Sunday, October 17, 2010

A Home Cooked Meal: Outlaw Katfish Company

I got down to New Orleans for the Community Food Security Coalition’s Annual Conference a few days ahead of schedule and enjoyed two fabulous meals with my husband and his business colleagues at Galatoire’s and Herbsaint. We ate Louisiana crab, shrimp and trout  (and I sipped a French 75) on Thursday night at Galatoire’s, the grand dame of Creole restaurants located in the French Quarter. And, more Louisiana shrimp (served over grits) and Gulf of Mexico Drumfish at Donald Link’s, a James Beard Winning Chef, restaurant Herbsaint on Friday. 

No doubt, I thoroughly enjoyed these two meals, but there was nothing like my trip to the bayou to Des Allemands Outlaw Katfish Company, and eating lunch with fellow food advocates prepared by our hosts Joey and Jeannie Fonseca.

Demonstrating the catfish hoop net technology (All photos by Lexi Van de Walle)   
Des Allemands is about an hour outside New Orleans.  A bayou fishing village, Des Allemands is also known as the “catfish capital of the universe”. No fish farms here, the catfishermen of Des Allemands catch wild catfish using handmade hoop nets, like the one above, a highly reliable technology the Cajuns got from the American Indians.

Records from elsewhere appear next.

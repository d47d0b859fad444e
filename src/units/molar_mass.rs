use serde::{Deserialize, Serialize};

/// 몰질량 단위. 내부 기준은 /g/mol이다.
#[derive(Debug, Clone, Copy, PartialEq, Eq, Serialize, Deserialize)]
pub enum MolarMassUnit {
    GramPerMole,
    MilligramPerMole,
    GramPerMillimole,
}

impl MolarMassUnit {
    pub const ALL: [MolarMassUnit; 3] = [
        MolarMassUnit::GramPerMole,
        MolarMassUnit::MilligramPerMole,
        MolarMassUnit::GramPerMillimole,
    ];

    pub fn label(self) -> &'static str {
        match self {
            MolarMassUnit::GramPerMole => "/g/mol",
            MolarMassUnit::MilligramPerMole => "/mg/mol",
            MolarMassUnit::GramPerMillimole => "/g/mmol",
        }
    }

    pub fn scale(self) -> f64 {
        match self {
            MolarMassUnit::GramPerMole => 1.0,
            MolarMassUnit::MilligramPerMole => 1e-3,
            MolarMassUnit::GramPerMillimole => 1e3,
        }
    }
}

/// 몰질량을 변환한다.
pub fn convert_molar_mass(value: f64, from: MolarMassUnit, to: MolarMassUnit) -> f64 {
    value * from.scale() / to.scale()
}
//! 유도 엔진의 분기 선택과 행 분류 테스트. 값은 모두 기준 단위다.
use approx::assert_relative_eq;
use molarity_calculator::derivation::{derive, DerivationRequest, SecondaryUpdate};
use molarity_calculator::quantity::{Classification, Quantity, QuantitySet};

use Quantity::*;

fn request(target: Quantity, pairs: &[(Quantity, f64)]) -> DerivationRequest {
    let mut values = [0.0; 5];
    for &(q, v) in pairs {
        values[q.index()] = v;
    }
    DerivationRequest::new(Some(target), values)
}

#[test]
fn moles_from_mass_clears_solution_side() {
    let res = derive(&request(Moles, &[(Mass, 10.0), (MolarMass, 2.0)]));
    assert_relative_eq!(res.new_value.unwrap(), 5.0);
    assert_eq!(
        res.secondary,
        vec![SecondaryUpdate::Clear(Volume), SecondaryUpdate::Clear(Molarity)]
    );
    assert_eq!(res.used, QuantitySet::of(&[Mass, MolarMass]));
    assert!(res.missing.is_empty());
    assert_eq!(res.classification(Moles), Classification::Result);
}

#[test]
fn moles_from_volume_and_molarity() {
    let res = derive(&request(Moles, &[(Volume, 2.0), (Molarity, 3.0)]));
    assert_relative_eq!(res.new_value.unwrap(), 6.0);
    assert!(res.secondary.is_empty());
    assert_eq!(res.used, QuantitySet::of(&[Volume, Molarity]));
    // 비어 있는 질량 쪽은 빨간색으로 남는다.
    assert_eq!(res.missing, QuantitySet::of(&[Mass, MolarMass]));
}

#[test]
fn moles_prefers_mass_branch_when_both_available() {
    let res = derive(&request(
        Moles,
        &[(Mass, 10.0), (MolarMass, 2.0), (Volume, 1.0), (Molarity, 1.0)],
    ));
    assert_relative_eq!(res.new_value.unwrap(), 5.0);
    assert_eq!(res.classification(Volume), Classification::Neutral);
}

#[test]
fn molarity_from_mass_molar_mass_and_volume() {
    let res = derive(&request(Molarity, &[(Mass, 10.0), (MolarMass, 2.0), (Volume, 1.0)]));
    assert_relative_eq!(res.new_value.unwrap(), 5.0);
    assert_eq!(res.secondary, vec![SecondaryUpdate::Set(Moles, 5.0)]);
    assert_eq!(res.used, QuantitySet::of(&[Mass, MolarMass, Volume]));
    assert!(res.missing.is_empty());
}

#[test]
fn molarity_from_moles_highlights_moles_and_volume() {
    let res = derive(&request(Molarity, &[(Moles, 0.5), (Volume, 0.25)]));
    assert_relative_eq!(res.new_value.unwrap(), 2.0);
    assert_eq!(res.used, QuantitySet::of(&[Moles, Volume]));
    assert_eq!(res.classification(Mass), Classification::Missing);
}

#[test]
fn molarity_with_only_volume_flags_absent_rows() {
    let res = derive(&request(Molarity, &[(Volume, 1.0)]));
    assert!(res.new_value.is_none());
    assert!(res.branch.is_none());
    // 부피가 있으므로 나머지 빈 칸이 모두 후보가 된다.
    assert_eq!(res.classification(Volume), Classification::Used);
    assert_eq!(res.classification(Mass), Classification::Missing);
    assert_eq!(res.classification(MolarMass), Classification::Missing);
    assert_eq!(res.classification(Moles), Classification::Missing);
    assert_eq!(res.classification(Molarity), Classification::Result);
}

#[test]
fn mass_from_solution_updates_moles() {
    let res = derive(&request(Mass, &[(MolarMass, 58.44), (Volume, 0.5), (Molarity, 0.2)]));
    assert_relative_eq!(res.new_value.unwrap(), 0.5 * 0.2 * 58.44, max_relative = 1e-12);
    assert_eq!(res.secondary, vec![SecondaryUpdate::Set(Moles, 0.1)]);
    assert!(res.missing.is_empty());
}

#[test]
fn mass_from_moles_keeps_absent_fields_red() {
    let res = derive(&request(Mass, &[(MolarMass, 2.0), (Moles, 3.0)]));
    assert_relative_eq!(res.new_value.unwrap(), 6.0);
    assert_eq!(res.used, QuantitySet::of(&[MolarMass, Moles]));
    assert_eq!(res.missing, QuantitySet::of(&[Volume, Molarity]));
}

#[test]
fn mass_without_molar_mass_flags_only_molar_mass() {
    let res = derive(&request(Mass, &[(Moles, 3.0), (Volume, 1.0), (Molarity, 3.0)]));
    assert!(res.new_value.is_none());
    assert_eq!(res.missing, QuantitySet::of(&[MolarMass]));
    assert_eq!(res.used, QuantitySet::of(&[Moles, Volume, Molarity]));
}

#[test]
fn mass_with_molar_mass_but_no_amount_flags_every_absent_row() {
    let res = derive(&request(Mass, &[(MolarMass, 2.0), (Volume, 1.0)]));
    assert!(res.new_value.is_none());
    assert_eq!(res.classification(Moles), Classification::Missing);
    assert_eq!(res.classification(Molarity), Classification::Missing);
    assert_eq!(res.classification(MolarMass), Classification::Used);
    assert_eq!(res.classification(Volume), Classification::Used);
}

#[test]
fn filled_rows_are_never_flagged_missing() {
    for bits in 0u32..32 {
        let pairs: Vec<(Quantity, f64)> = Quantity::ALL
            .into_iter()
            .filter(|q| bits & (1 << q.index()) != 0)
            .map(|q| (q, 1.5))
            .collect();
        for target in Quantity::ALL {
            let res = derive(&request(target, &pairs));
            for &(q, _) in &pairs {
                assert!(!res.missing.contains(q), "bits={bits:05b} target={target} row={q}");
            }
        }
    }
}

#[test]
fn molar_mass_is_mass_over_moles_from_solution() {
    let res = derive(&request(MolarMass, &[(Mass, 11.688), (Volume, 0.5), (Molarity, 0.4)]));
    assert_relative_eq!(res.new_value.unwrap(), 58.44, max_relative = 1e-12);
    assert_eq!(res.secondary, vec![SecondaryUpdate::Set(Moles, 0.2)]);
}

#[test]
fn molar_mass_from_mass_and_moles() {
    let res = derive(&request(MolarMass, &[(Mass, 9.0), (Moles, 0.5)]));
    assert_relative_eq!(res.new_value.unwrap(), 18.0);
    assert_eq!(res.used, QuantitySet::of(&[Mass, Moles]));
}

#[test]
fn volume_branches() {
    let three = derive(&request(Volume, &[(Mass, 4.0), (MolarMass, 2.0), (Molarity, 0.5)]));
    assert_relative_eq!(three.new_value.unwrap(), 4.0);
    assert_eq!(three.secondary, vec![SecondaryUpdate::Set(Moles, 2.0)]);

    let two = derive(&request(Volume, &[(Moles, 1.0), (Molarity, 4.0)]));
    assert_relative_eq!(two.new_value.unwrap(), 0.25);
    assert_eq!(two.used, QuantitySet::of(&[Moles, Molarity]));
}

#[test]
fn existing_target_value_is_ignored_and_flagged_for_clearing() {
    let res = derive(&request(Mass, &[(Mass, 99.0), (MolarMass, 2.0), (Moles, 3.0)]));
    assert!(res.clear_target);
    assert_relative_eq!(res.new_value.unwrap(), 6.0);
    assert!(!res.used.contains(Mass));
    assert!(!res.missing.contains(Mass));
}

#[test]
fn insufficient_target_with_value_is_still_cleared() {
    let res = derive(&request(Volume, &[(Volume, 1.0)]));
    assert!(res.clear_target);
    assert!(res.new_value.is_none());
}
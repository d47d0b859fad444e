#![cfg_attr(not(debug_assertions), windows_subsystem = "windows")]

//! eframe/egui 기반 데스크톱 GUI 진입점.

use eframe::{egui, App, Frame};
use std::env;
use molarity_calculator::{
    calculator, config,
    form::FormState,
    i18n::{self, keys},
    logging,
    quantity::{Classification, Quantity},
    units,
};

fn main() -> Result<(), eframe::Error> {
    // CLI 언어 옵션 처리: --lang xx 또는 --lang=xx (xx: auto/en/ko)
    let mut cli_lang: Option<String> = None;
    let args: Vec<String> = env::args().collect();
    let mut i = 1;
    while i < args.len() {
        let a = &args[i];
        if let Some(val) = a.strip_prefix("--lang=") {
            cli_lang = Some(val.to_string());
        } else if (a == "--lang" || a == "-L") && i + 1 < args.len() {
            cli_lang = Some(args[i + 1].clone());
            i += 1;
        }
        i += 1;
    }

    let app_cfg = config::load_or_default().unwrap_or_else(|e| {
        eprintln!("config error: {e}");
        config::Config::default()
    });
    logging::init(app_cfg.log_filter().unwrap_or(log::LevelFilter::Info));

    let lang = i18n::resolve_language(
        cli_lang.as_deref().unwrap_or("auto"),
        Some(app_cfg.language.as_str()),
    );
    let tr = i18n::Translator::new_with_pack(&lang, app_cfg.language_pack_dir.as_deref());
    let title = tr.t(keys::APP_TITLE);

    let options = eframe::NativeOptions {
        viewport: egui::ViewportBuilder::default()
            .with_title(title.clone())
            .with_inner_size([520.0, 320.0]),
        ..Default::default()
    };
    eframe::run_native(
        &title,
        options,
        Box::new(move |_cc| Box::new(GuiApp::new(app_cfg, tr))),
    )
}

struct GuiApp {
    tr: i18n::Translator,
    form: FormState,
    // 다음 프레임에 포커스를 줄 행 (엔터 이동)
    pending_focus: Option<Quantity>,
    error: Option<String>,
}

impl GuiApp {
    fn new(config: config::Config, tr: i18n::Translator) -> Self {
        Self {
            tr,
            form: config.new_form(),
            pending_focus: Some(Quantity::Mass),
            error: None,
        }
    }

    fn calculate(&mut self, q: Quantity) {
        self.error = match calculator::calculate(&mut self.form, Some(q)) {
            Ok(_) => None,
            Err(e) => Some(format!("{}: {e}", self.tr.t(keys::ERROR_PREFIX))),
        };
    }

    fn clear(&mut self) {
        calculator::clear(&mut self.form);
        self.error = None;
    }

    fn ui_row(&mut self, ui: &mut egui::Ui, q: Quantity) {
        let header = row_header(&self.tr.quantity(q), self.form.row(q).classification);
        ui.with_layout(egui::Layout::right_to_left(egui::Align::Center), |ui| {
            ui.label(header);
        });

        let input = egui::TextEdit::singleline(&mut self.form.row_mut(q).text).desired_width(140.0);
        let resp = ui.add(input);
        if self.pending_focus == Some(q) {
            resp.request_focus();
            self.pending_focus = None;
        }
        if resp.lost_focus() && ui.input(|i| i.key_pressed(egui::Key::Enter)) {
            if ui.input(|i| i.modifiers.ctrl) {
                self.calculate(q);
                self.pending_focus = Some(q);
            } else {
                self.pending_focus = Some(q.next());
            }
        }

        let row = self.form.row_mut(q);
        egui::ComboBox::from_id_source(("unit", q.index()))
            .selected_text(row.unit.clone())
            .show_ui(ui, |ui| {
                for entry in units::units_for(q) {
                    ui.selectable_value(&mut row.unit, entry.label.to_string(), entry.label);
                }
            });

        if ui.button(self.tr.t(keys::BUTTON_CALCULATE)).clicked() {
            self.calculate(q);
        }
    }
}

impl App for GuiApp {
    fn update(&mut self, ctx: &egui::Context, _frame: &mut Frame) {
        if ctx.input_mut(|i| i.consume_key(egui::Modifiers::CTRL, egui::Key::D)) {
            self.clear();
        }

        egui::CentralPanel::default().show(ctx, |ui| {
            egui::Grid::new("calc_grid")
                .num_columns(4)
                .spacing([10.0, 6.0])
                .show(ui, |ui| {
                    for q in Quantity::ALL {
                        self.ui_row(ui, q);
                        ui.end_row();
                    }
                });

            ui.add_space(10.0);
            ui.vertical_centered(|ui| {
                ui.label(self.tr.t(keys::INSTRUCTIONS));
                ui.add_space(10.0);
                if ui.button(self.tr.t(keys::BUTTON_CLEAR)).clicked() {
                    self.clear();
                }
                if let Some(msg) = &self.error {
                    ui.colored_label(egui::Color32::RED, msg);
                }
            });
        });
    }
}

/// 행 머리글. used=굵은 짙은 녹색, missing=굵은 빨강, result=굵은 파랑.
fn row_header(text: &str, class: Classification) -> egui::RichText {
    let rt = egui::RichText::new(text);
    match class {
        Classification::Neutral => rt,
        Classification::Used => rt.strong().color(egui::Color32::DARK_GREEN),
        Classification::Missing => rt.strong().color(egui::Color32::RED),
        Classification::Result => rt.strong().color(egui::Color32::BLUE),
    }
}

#[cfg(test)]
mod tests {
    use super::*;

    fn app() -> GuiApp {
        GuiApp::new(config::Config::default(), i18n::Translator::new("en"))
    }

    #[test]
    fn new_app_uses_configured_default_units() {
        let app = app();
        assert_eq!(app.form.row(Quantity::Mass).unit, "milligrams");
        assert_eq!(app.pending_focus, Some(Quantity::Mass));
    }

    #[test]
    fn calculate_button_fills_result_row() {
        let mut app = app();
        app.form.select_unit(Quantity::Mass, "grams").unwrap();
        app.form.set_text(Quantity::Mass, "10");
        app.form.set_text(Quantity::MolarMass, "2");
        app.calculate(Quantity::Moles);
        assert_eq!(app.form.row(Quantity::Moles).text, "5.000000");
        assert_eq!(
            app.form.row(Quantity::Moles).classification,
            Classification::Result
        );
        assert!(app.error.is_none());
    }

    #[test]
    fn unknown_unit_is_reported_not_applied() {
        let mut app = app();
        app.form.row_mut(Quantity::Volume).unit = "gallons".into();
        app.form.set_text(Quantity::Volume, "1");
        app.calculate(Quantity::Molarity);
        assert!(app.error.as_deref().unwrap_or_default().contains("gallons"));
    }

    #[test]
    fn clear_resets_rows_and_error() {
        let mut app = app();
        app.form.set_text(Quantity::Moles, "3");
        app.error = Some("x".into());
        app.clear();
        assert!(app.form.rows().iter().all(|r| r.text.is_empty()));
        assert!(app.error.is_none());
    }
}
//! 터미널 로거 초기화.

use log::LevelFilter;
use simplelog::{ColorChoice, ConfigBuilder, TermLogger, TerminalMode};

/// stderr로 출력하는 로거를 설치한다. 이미 설치되어 있으면 아무 것도 하지 않는다.
pub fn init(level: LevelFilter) {
    let config = ConfigBuilder::new()
        .set_target_level(LevelFilter::Off)
        .set_thread_level(LevelFilter::Off)
        .build();
    if TermLogger::init(level, config, TerminalMode::Stderr, ColorChoice::Auto).is_err() {
        log::debug!("logger already initialised");
    }
}
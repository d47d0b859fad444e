//! 핵심 계산 로직을 라이브러리로 분리하여 CLI와 GUI가 같은 엔진을 쓰게 한다.

pub mod app;
pub mod calculator;
pub mod config;
pub mod conversion;
pub mod derivation;
pub mod form;
pub mod i18n;
pub mod logging;
pub mod quantity;
pub mod ui_cli;
pub mod units;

Wild catfish, besides being very cute to look at, are more flavorful than farm raised and don’t do any damage to the environment. Nutrition-wise, according to the USDA, wild catfish are higher in omega-3 fatty acids and lower in fat calories than farm raised catfish are and good for you (so long as they are not deep fried, of course).
We threw back the fish after taking a few photos. Most were below the size limit of 11" or bigger.
Joey and Jeannie Fonseca own Outlaw Katfish Company and provide fresh water blue claw crabs, alligator sausage and, of course, catfish (and other swamp critters) to many of the top New Orleans restaurants and MarketUmbrella sponsored and other farmers markets in the area. 

Below are some pictures of the in water crab pen and crabs where they keep a few hundred just for their own use (they sell the rest).

Joey Fonseca showing us the fresh water blue claw crabs
The Fonsecas are outgoing and lovely hosts. Joey, in particular, has many fishing and alligator hunting tales that will keep you on the edge of your seat.  Outside over propane fuel burners, they cooked up a delightful Cajun lunch of buttery catfish cooked in Cajun seasoned corn and rice meal that melted in my mouth, and savory hush puppies.

 Louisiana Lumpfish Crab + Farmers Market Greens 
Sauteed Catfish + Papa Tom Bonnecaze Farm Cajun Corn and Rice Fish Fry Seasonings
Jeannie's Corn Meal Hush Puppies 
Southern Style Slow Cooked Farmers Market Kale
Iced Sugar Cookies

It takes only a few minutes to saute these catfish filets

Jeannie Fonseca cooking hush puppies
I thoroughly enjoyed the 80 degree weather and cool breeze along the bayou. And, most of all, meeting the Fonsecas, dining on their "de-lish catfish" and savoring their Southern hospitality.

Thank you Community Food Security Coalition and Darlene Wolnick, farmers market guru, of marketumbrella, which runs the Crescent City Farmers Market, for arranging this once in a lifetime and very memorable outing and Darlene's hugely informative narrative.